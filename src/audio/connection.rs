//! The single control channel to the audio server.

use std::cell::RefCell;
use std::rc::Rc;

use anyhow::{Context, Result, anyhow, bail};
use tokio::sync::{Notify, watch};

use super::server::{AudioServer, ConnectionState};

/// Shared handle to the control channel. Cloning it takes another reference;
/// requests that outlive their caller keep one for their whole lifetime.
#[derive(Clone)]
pub struct Connection {
    inner: Rc<Inner>,
}

struct Inner {
    server: Rc<dyn AudioServer>,
    state: watch::Receiver<ConnectionState>,
    fatal: RefCell<Option<anyhow::Error>>,
    fatal_notify: Notify,
}

impl Connection {
    pub fn new(server: Rc<dyn AudioServer>) -> Self {
        let state = server.state();
        Self {
            inner: Rc::new(Inner {
                server,
                state,
                fatal: RefCell::new(None),
                fatal_notify: Notify::new(),
            }),
        }
    }

    /// Connects and waits, pumping the event loop, until the channel is usable.
    /// A later transition to `Failed` is escalated through [`Connection::fatal`].
    pub async fn connect(server: Rc<dyn AudioServer>) -> Result<Self> {
        let connection = Self::new(server);
        connection.start()?;
        connection.wait_ready().await?;
        connection.on_state_change(|connection, state| {
            if state == ConnectionState::Failed {
                connection.escalate(anyhow!("Error in audio server connection"));
            }
        });
        Ok(connection)
    }

    pub fn start(&self) -> Result<()> {
        log::debug!("Connecting to audio server");
        self.inner
            .server
            .connect()
            .context("Error connecting to audio server")
    }

    pub fn state(&self) -> ConnectionState {
        *self.inner.state.borrow()
    }

    pub fn is_ready(&self) -> bool {
        self.state().is_usable()
    }

    pub async fn wait_ready(&self) -> Result<()> {
        let mut rx = self.inner.state.clone();
        loop {
            let state = *rx.borrow_and_update();
            log::debug!("Audio server connection state: {:?}", state);
            if state == ConnectionState::Failed {
                bail!("Error in audio server connection");
            }
            if state.is_usable() {
                return Ok(());
            }
            rx.changed()
                .await
                .context("Audio server went away while connecting")?;
        }
    }

    /// Calls `observer` with the current state and then with every change,
    /// for as long as the connection is alive. Needs a `LocalSet`.
    pub fn on_state_change<F>(&self, mut observer: F)
    where
        F: FnMut(&Connection, ConnectionState) + 'static,
    {
        let mut rx = self.inner.state.clone();
        let weak = Rc::downgrade(&self.inner);
        tokio::task::spawn_local(async move {
            let mut state = *rx.borrow_and_update();
            loop {
                match weak.upgrade() {
                    Some(inner) => observer(&Connection { inner }, state),
                    None => break,
                }
                if rx.changed().await.is_err() {
                    break;
                }
                state = *rx.borrow_and_update();
            }
        });
    }

    pub fn server(&self) -> &dyn AudioServer {
        &*self.inner.server
    }

    /// Records an unrecoverable error. Only the first one is kept.
    pub fn escalate(&self, err: anyhow::Error) {
        log::error!("{:#}", err);
        let mut slot = self.inner.fatal.borrow_mut();
        if slot.is_none() {
            *slot = Some(err);
            self.inner.fatal_notify.notify_one();
        }
    }

    /// Resolves with the first escalated error.
    pub async fn fatal(&self) -> anyhow::Error {
        loop {
            if let Some(err) = self.inner.fatal.borrow_mut().take() {
                return err;
            }
            self.inner.fatal_notify.notified().await;
        }
    }
}
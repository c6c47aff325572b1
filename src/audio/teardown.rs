use super::connection::Connection;
use super::direction::Direction;
use super::find_loopback::find_loopback;

fn unload_loopback(connection: &Connection, module_index: u32) {
    log::debug!("Deinstantiating loopback module {}", module_index);
    let connection = connection.clone();
    tokio::task::spawn_local(async move {
        match connection.server().unload_module(module_index).await {
            Ok(()) => log::debug!("Successfully deinstantiated loopback module {}", module_index),
            Err(e) => log::warn!(
                "Error deinstantiating loopback module {}: {:#}",
                module_index,
                e
            ),
        }
    });
}

/// Removes every loopback for `card_name` in `direction`. Each removal is
/// issued on its own and failures are only logged. Needs a `LocalSet`.
pub fn ensure_no_loopback(connection: &Connection, card_name: &str, direction: Direction) {
    let handle = connection.clone();
    find_loopback(connection, card_name, direction, move |card_name, direction, modules| {
        if modules.is_empty() {
            log::warn!(
                "No loopback module(s) for ALSA card '{}' {}",
                card_name,
                direction.master_kind()
            );
            return;
        }
        log::debug!(
            "Deinstantiating loopback modules for ALSA card '{}' {}",
            card_name,
            direction.master_kind()
        );
        for module_index in modules {
            unload_loopback(&handle, module_index);
        }
    });
}
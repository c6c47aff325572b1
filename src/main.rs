mod audio;
mod config;
mod control_bridge;
mod controller;
mod protocol;

use audio::{AudioSystem, PactlServer};
use config::Config;
use control_bridge::{ControlBridge, ControlEvent};
use controller::CoreController;
use std::rc::Rc;
use std::sync::Arc;
use tokio::signal;
use tokio::sync::mpsc;
use tokio::task::LocalSet;

#[tokio::main(flavor = "current_thread")]
async fn main() -> anyhow::Result<()> {
    // 初始化日志
    env_logger::init();

    // 加载配置，环境变量可覆盖调制解调器声卡名
    let mut config = Config::new().unwrap_or_default();
    config.apply_env();
    log::info!("{} {} starting", config.app_name, config.app_version);

    // 音频服务器的所有回调都在本线程的 LocalSet 上运行
    LocalSet::new().run_until(run(config)).await
}

async fn run(config: Config) -> anyhow::Result<()> {
    // 连接音频服务器，等待就绪
    let server = Rc::new(PactlServer::new(
        config.pactl,
        config.pulse_server,
        config.app_name,
    ));
    let audio = AudioSystem::start(
        server,
        config.modem_card_name.clone(),
        config.loopback_tuning(),
    )
    .await?;
    let connection = audio.connection().clone();

    // 控制通道
    let (tx_control_event, mut rx_control_event) = mpsc::channel::<ControlEvent>(100);
    let control_bridge = Arc::new(ControlBridge::new(&config, tx_control_event).await?);
    let control_bridge_clone = control_bridge.clone();
    tokio::spawn(async move {
        if let Err(e) = control_bridge_clone.run().await {
            log::error!("ControlBridge error: {}", e);
        }
    });

    let mut controller = CoreController::new(audio, control_bridge);
    log::info!("Call audio router started");

    let fatal = connection.fatal();
    tokio::pin!(fatal);

    loop {
        tokio::select! {
            // 监听 Ctrl+C 信号
            _ = signal::ctrl_c() => {
                log::info!("Received Ctrl+C, shutting down...");
                break;
            }

            // 音频服务器通道出现不可恢复的错误
            err = &mut fatal => {
                return Err(err.context("Audio server connection failed"));
            }

            Some(event) = rx_control_event.recv() => {
                controller.handle_control_event(event).await;
            }
        }
    }

    Ok(())
}
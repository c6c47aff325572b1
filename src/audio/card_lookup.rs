//! One-shot lookups that scan a whole device listing.
//!
//! Listings are always drained to the end; the first matching record wins and
//! later matches are only logged.

use anyhow::{Context, Result};

use super::connection::Connection;
use super::props::{ALSA_CARD_NAME, DEVICE_CLASS, PropertySet, matches_alsa_card};
use super::server::{DeviceKind, DeviceRecord, Listing};

/// An in-flight lookup of ALSA card `card_name` among the server's devices.
struct AlsaCardLookup {
    card_name: String,
    kind: DeviceKind,
    object_name: Option<String>,
}

impl AlsaCardLookup {
    fn observe(&mut self, device: DeviceRecord) {
        if self.object_name.is_some() {
            log::debug!("Skipping {} {} '{}'", self.kind, device.index, device.name);
            return;
        }
        if !matches_alsa_card(&device.properties, &self.card_name) {
            log::debug!(
                "The {} {} '{}' is not ALSA card '{}'",
                self.kind,
                device.index,
                device.name,
                self.card_name
            );
            return;
        }
        log::debug!(
            "The {} {} '{}' is ALSA card '{}'",
            self.kind,
            device.index,
            device.name,
            self.card_name
        );
        self.object_name = Some(device.name);
    }
}

/// Maps an ALSA card name to the name of the server's source or sink for it.
///
/// `Ok(None)` when no device of `kind` is that card. An error means the
/// listing itself failed, which the caller must treat as fatal.
pub async fn resolve_master(
    connection: &Connection,
    card_name: &str,
    kind: DeviceKind,
) -> Result<Option<String>> {
    let mut lookup = AlsaCardLookup {
        card_name: card_name.to_string(),
        kind,
        object_name: None,
    };
    let mut listing = connection.server().list_devices(kind);
    loop {
        match listing.next().await {
            Listing::Item(device) => lookup.observe(device),
            Listing::End => {
                log::debug!("End of {} list reached", kind);
                return Ok(lookup.object_name);
            }
            Listing::Failed(e) => {
                return Err(e).with_context(|| format!("Error listing audio server {}s", kind));
            }
        }
    }
}

fn modem_card_name(props: &PropertySet) -> Option<&str> {
    if !props.matches(DEVICE_CLASS, "modem") {
        return None;
    }
    props.get(ALSA_CARD_NAME)
}

/// Finds the ALSA card name of the first card whose class is "modem".
pub async fn discover_modem(connection: &Connection) -> Result<Option<String>> {
    let mut modem: Option<String> = None;
    let mut listing = connection.server().list_devices(DeviceKind::Card);
    loop {
        match listing.next().await {
            Listing::Item(card) => {
                let Some(alsa_card) = modem_card_name(&card.properties) else {
                    continue;
                };
                match &modem {
                    Some(found) => log::debug!(
                        "Ignoring card '{}', alsa: '{}'; already using '{}'",
                        card.name,
                        alsa_card,
                        found
                    ),
                    None => {
                        log::debug!("Found card '{}', alsa: '{}'", card.name, alsa_card);
                        modem = Some(alsa_card.to_string());
                    }
                }
            }
            Listing::End => return Ok(modem),
            Listing::Failed(e) => return Err(e).context("Failed to get card information"),
        }
    }
}

#[cfg(test)]
mod tests {
    use super::*;
    use crate::audio::mock::{MockServer, alsa_props, local, modem_props};
    use std::rc::Rc;

    #[tokio::test]
    async fn resolves_matching_source() {
        local(async {
            let server = Rc::new(MockServer::new());
            server.add_device(DeviceKind::Source, "alsa_input.builtin", alsa_props("Built-in"));
            server.add_device(DeviceKind::Source, "alsa_input.modem", alsa_props("SIMCom"));
            let connection = Connection::connect(server).await.unwrap();

            let master = resolve_master(&connection, "SIMCom", DeviceKind::Source)
                .await
                .unwrap();
            assert_eq!(master.as_deref(), Some("alsa_input.modem"));
        })
        .await;
    }

    #[tokio::test]
    async fn first_match_wins() {
        local(async {
            let server = Rc::new(MockServer::new());
            server.set_listing_turns(2);
            server.add_device(DeviceKind::Sink, "first", alsa_props("SIMCom"));
            server.add_device(DeviceKind::Sink, "second", alsa_props("SIMCom"));
            let connection = Connection::connect(server).await.unwrap();

            let master = resolve_master(&connection, "SIMCom", DeviceKind::Sink)
                .await
                .unwrap();
            assert_eq!(master.as_deref(), Some("first"));
        })
        .await;
    }

    #[tokio::test]
    async fn kind_is_respected() {
        local(async {
            let server = Rc::new(MockServer::new());
            server.add_device(DeviceKind::Sink, "alsa_output.modem", alsa_props("SIMCom"));
            let connection = Connection::connect(server).await.unwrap();

            let master = resolve_master(&connection, "SIMCom", DeviceKind::Source)
                .await
                .unwrap();
            assert_eq!(master, None);
        })
        .await;
    }

    #[tokio::test]
    async fn listing_failure_is_an_error() {
        local(async {
            let server = Rc::new(MockServer::new());
            let connection = Connection::connect(server.clone()).await.unwrap();
            server.fail_listings(true);
            assert!(resolve_master(&connection, "SIMCom", DeviceKind::Sink).await.is_err());
        })
        .await;
    }

    #[tokio::test]
    async fn first_modem_card_wins() {
        local(async {
            let server = Rc::new(MockServer::new());
            server.add_device(DeviceKind::Card, "alsa_card.builtin", alsa_props("Built-in"));
            server.add_device(DeviceKind::Card, "alsa_card.modem1", modem_props("hw:1"));
            server.add_device(DeviceKind::Card, "alsa_card.modem2", modem_props("hw:2"));
            let connection = Connection::connect(server).await.unwrap();

            assert_eq!(discover_modem(&connection).await.unwrap().as_deref(), Some("hw:1"));
        })
        .await;
    }

    #[tokio::test]
    async fn modem_without_alsa_name_is_skipped() {
        local(async {
            let server = Rc::new(MockServer::new());
            server.add_device(
                DeviceKind::Card,
                "bluez_card",
                PropertySet::new().with(DEVICE_CLASS, "modem"),
            );
            server.add_device(DeviceKind::Card, "alsa_card.modem", modem_props("hw:3"));
            let connection = Connection::connect(server).await.unwrap();

            assert_eq!(discover_modem(&connection).await.unwrap().as_deref(), Some("hw:3"));
        })
        .await;
    }

    #[tokio::test]
    async fn no_modem_card() {
        local(async {
            let server = Rc::new(MockServer::new());
            server.add_device(DeviceKind::Card, "alsa_card.builtin", alsa_props("Built-in"));
            let connection = Connection::connect(server).await.unwrap();

            assert_eq!(discover_modem(&connection).await.unwrap(), None);
        })
        .await;
    }
}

***

- Work instruction
Answer with one number, namely the count of lines in the entries that include the word "direction".

- Written solution
6